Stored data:
//! The game state machine.
//!
//! ## Lifecycle
//!
//! ```text
//! Unstarted --init()--> Initialized --make_move()--> Running --...--> Finished
//!                                                       |
//!                                                       +-----------> Aborted
//! ```
//!
//! One [`Game::make_move`] call plays one full turn and opens one round in
//! the log. Seats are never removed during play: a parallel `alive` vector,
//! index-aligned with the seat order, marks who is still in.
//!
//! ## Turn order
//!
//! After an accepted claim the turn passes to the next alive seat. When the
//! current player is eliminated, the next alive seat moves. When the
//! current player catches a liar, the liar is out and the current player
//! keeps the turn to open a fresh bid.

use serde::{Deserialize, Serialize};

use crate::core::{GameConfig, GameRng, PlayerId, Throw};
use crate::events::{EliminationReason, Event, GameLog};
use crate::strategy::Decision;

use super::roster::{Roster, Seat};

/// Where a game is in its lifecycle.
#[derive(Clone, Copy, Debug, PartialEq, Eq, Hash, Serialize, Deserialize)]
pub enum GameStatus {
    Unstarted,
    Initialized,
    Running,
    Finished,
    Aborted,
}

impl GameStatus {
    /// Finished or aborted.
    #[must_use]
    pub fn is_terminal(self) -> bool {
        matches!(self, GameStatus::Finished | GameStatus::Aborted)
    }
}

impl std::fmt::Display for GameStatus {
    fn fmt(&self, f: &mut std::fmt::Formatter<'_>) -> std::fmt::Result {
        let name = match self {
            GameStatus::Unstarted => "unstarted",
            GameStatus::Initialized => "initialized",
            GameStatus::Running => "running",
            GameStatus::Finished => "finished",
            GameStatus::Aborted => "aborted",
        };
        f.write_str(name)
    }
}

/// Errors from setting up or driving a game.
#[derive(Clone, Debug, PartialEq, Eq)]
pub enum GameError {
    /// A game needs at least two players.
    TooFewPlayers { count: usize },
    /// The id is already seated in the roster.
    DuplicatePlayerId(PlayerId),
    /// `init()` was called on a game that already left `Unstarted`.
    AlreadyInitialized(GameStatus),
    /// A move was requested in a state that does not accept one.
    NotRunning(GameStatus),
}

impl std::fmt::Display for GameError {
    fn fmt(&self, f: &mut std::fmt::Formatter<'_>) -> std::fmt::Result {
        match self {
            GameError::TooFewPlayers { count } => {
                write!(f, "a game needs at least 2 players, got {}", count)
            }
            GameError::DuplicatePlayerId(id) => write!(f, "{} is already seated", id),
            GameError::AlreadyInitialized(status) => {
                write!(f, "cannot initialize a game that is {}", status)
            }
            GameError::NotRunning(status) => write!(f, "cannot move in a game that is {}", status),
        }
    }
}

impl std::error::Error for GameError {}

/// The claim currently on the table.
#[derive(Clone, Copy, Debug)]
struct Bid {
    seat: usize,
    actual: Throw,
    stated: Throw,
}

/// One game of Mäxchen.
///
/// ## Example
///
/// ```
/// use maexchen::core::GameConfig;
/// use maexchen::rules::{Game, GameStatus, Roster};
/// use maexchen::strategy::{Dummy, Threshold};
///
/// let mut roster = Roster::new();
/// roster.push(Box::new(Dummy::new()));
/// roster.push(Box::new(Threshold::new()));
///
/// let mut game = Game::new(roster, GameConfig::new().with_seed(7));
/// assert_eq!(game.run().unwrap(), GameStatus::Finished);
/// assert!(game.winner().is_some());
/// assert!(game.log().has_finished());
/// ```
#[derive(Debug)]
pub struct Game {
    roster: Roster,
    alive: Vec<bool>,
    config: GameConfig,
    rng: GameRng,
    log: GameLog,
    status: GameStatus,
    current: usize,
    pending: Option<Bid>,
    move_count: u32,
}

impl Game {
    /// Create a game. The log snapshots the roster as given.
    #[must_use]
    pub fn new(roster: Roster, config: GameConfig) -> Self {
        let rng = config.seed.map_or_else(GameRng::from_entropy, GameRng::new);
        let log = GameLog::new(roster.entries());
        let alive = vec![true; roster.len()];
        Self {
            roster,
            alive,
            config,
            rng,
            log,
            status: GameStatus::Unstarted,
            current: 0,
            pending: None,
            move_count: 0,
        }
    }

    /// Seed of this game's RNG; replaying with it reproduces the game.
    #[must_use]
    pub fn seed(&self) -> u64 {
        self.rng.seed()
    }

    #[must_use]
    pub fn status(&self) -> GameStatus {
        self.status
    }

    #[must_use]
    pub fn log(&self) -> &GameLog {
        &self.log
    }

    #[must_use]
    pub fn config(&self) -> &GameConfig {
        &self.config
    }

    /// Seats in play order.
    #[must_use]
    pub fn roster(&self) -> &Roster {
        &self.roster
    }

    /// Give the strategies back, with whatever state they built up.
    #[must_use]
    pub fn into_roster(self) -> Roster {
        self.roster
    }

    /// Whose turn it is, while the game is in play.
    #[must_use]
    pub fn current_player(&self) -> Option<PlayerId> {
        match self.status {
            GameStatus::Initialized | GameStatus::Running => {
                self.roster.seats().get(self.current).map(Seat::id)
            }
            _ => None,
        }
    }

    #[must_use]
    pub fn alive_count(&self) -> usize {
        self.alive.iter().filter(|&&alive| alive).count()
    }

    /// Whether `id` is seated and not eliminated.
    #[must_use]
    pub fn is_alive(&self, id: PlayerId) -> bool {
        self.seat_of(id).is_some_and(|seat| self.alive[seat])
    }

    /// The claim the next player has to beat.
    #[must_use]
    pub fn pending_claim(&self) -> Option<Throw> {
        self.pending.map(|bid| bid.stated)
    }

    /// Number of moves played so far.
    #[must_use]
    pub fn move_count(&self) -> u32 {
        self.move_count
    }

    #[must_use]
    pub fn winner(&self) -> Option<PlayerId> {
        self.log.winner()
    }

    /// Check the roster, optionally shuffle the seats, and pick who starts.
    ///
    /// With fewer than two players the game is aborted and
    /// [`GameError::TooFewPlayers`] is returned.
    pub fn init(&mut self) -> Result<(), GameError> {
        if self.status != GameStatus::Unstarted {
            return Err(GameError::AlreadyInitialized(self.status));
        }

        let count = self.roster.len();
        if count < 2 {
            self.abort(format!("Too few players: {}", count));
            return Err(GameError::TooFewPlayers { count });
        }

        if self.config.shuffle_players {
            self.roster.shuffle(&mut self.rng);
        }
        self.alive = vec![true; count];
        self.current = self.rng.gen_range_usize(0..count);
        self.status = GameStatus::Initialized;
        Ok(())
    }

    /// Play one turn and return the status afterwards.
    pub fn make_move(&mut self) -> Result<GameStatus, GameError> {
        match self.status {
            GameStatus::Initialized => self.status = GameStatus::Running,
            GameStatus::Running => {}
            other => return Err(GameError::NotRunning(other)),
        }

        if let Some(max) = self.config.max_moves {
            if self.move_count >= max {
                self.abort(format!("Move limit of {} reached", max));
                return Ok(self.status);
            }
        }

        let move_index = self.move_count;
        self.move_count += 1;
        self.log.new_round();

        let seat = self.current;
        let eliminated = self.play_turn(seat, move_index);

        match self.alive_count() {
            0 => self.abort("No players left"),
            1 => self.finish(),
            _ => {
                // After catching a liar the current player bids again.
                if eliminated.is_none() || !self.alive[seat] {
                    self.current = self.next_alive_after(seat);
                }
            }
        }
        Ok(self.status)
    }

    /// Initialize if needed, then move until the game is over.
    pub fn run(&mut self) -> Result<GameStatus, GameError> {
        if self.status == GameStatus::Unstarted {
            self.init()?;
        }
        while !self.status.is_terminal() {
            self.make_move()?;
        }
        Ok(self.status)
    }

    /// Returns the seat eliminated this turn, if any.
    fn play_turn(&mut self, seat: usize, move_index: u32) -> Option<usize> {
        let player = self.roster.seats()[seat].id();

        if let Some(bid) = self.pending {
            let strategy = &mut self.roster.seats_mut()[seat].strategy;
            match strategy.decide_doubt(bid.stated, move_index, &mut self.rng) {
                Decision::NoResponse => {
                    return Some(self.eliminate(seat, EliminationReason::NoResponse));
                }
                Decision::Answer(true) => {
                    self.emit(Event::Doubt { player });
                    let (loser, reason) = if bid.actual == bid.stated {
                        (seat, EliminationReason::FalseAccusation)
                    } else {
                        (bid.seat, EliminationReason::Lying)
                    };
                    return Some(self.eliminate(loser, reason));
                }
                Decision::Answer(false) => {}
            }
        }

        let actual = self.rng.roll_throw();
        let pending = self.pending_claim();
        let strategy = &mut self.roster.seats_mut()[seat].strategy;
        let Decision::Answer(stated) = strategy.decide_claim(actual, pending, move_index, &mut self.rng) else {
            return Some(self.eliminate(seat, EliminationReason::NoResponse));
        };

        self.emit(Event::throw(player, actual, stated));
        match pending {
            Some(pending) if stated <= pending => {
                Some(self.eliminate(seat, EliminationReason::FailedToBeatPredecessor))
            }
            _ => {
                self.pending = Some(Bid { seat, actual, stated });
                None
            }
        }
    }

    fn eliminate(&mut self, seat: usize, reason: EliminationReason) -> usize {
        let player = self.roster.seats()[seat].id();
        if reason == EliminationReason::NoResponse {
            log::warn!("{} did not respond at move {}", player, self.move_count);
        }
        log::debug!("{} eliminated: {}", player, reason);

        self.alive[seat] = false;
        self.pending = None;
        self.emit(Event::Eliminated { player, reason });
        seat
    }

    fn finish(&mut self) {
        let Some(seat) = self.alive.iter().position(|&alive| alive) else {
            self.abort("No players left");
            return;
        };
        let winner = self.roster.seats()[seat].id();
        log::debug!("{} wins after {} moves", winner, self.move_count);
        self.emit(Event::Finished { winner });
        self.status = GameStatus::Finished;
    }

    fn abort(&mut self, reason: impl Into<String>) {
        let reason = reason.into();
        log::warn!("Game with seed {} aborted: {}", self.rng.seed(), reason);
        self.emit(Event::aborted(reason));
        self.status = GameStatus::Aborted;
    }

    /// Append to the log and show every listener its redacted copy.
    fn emit(&mut self, event: Event) {
        for seat in self.roster.seats_mut() {
            if seat.strategy.listens_to_events() {
                let viewer = seat.id();
                seat.strategy.on_event(&event.redacted_for(viewer));
            }
        }
        self.log.happen(event);
    }

    fn next_alive_after(&self, seat: usize) -> usize {
        let n = self.alive.len();
        (1..=n)
            .map(|step| (seat + step) % n)
            .find(|&i| self.alive[i])
            .unwrap_or(seat)
    }

    fn seat_of(&self, id: PlayerId) -> Option<usize> {
        self.roster.seats().iter().position(|seat| seat.id() == id)
    }
}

Work task => A single number is the answer: the number of lines in the entries that contain "true".

Problem solution => 3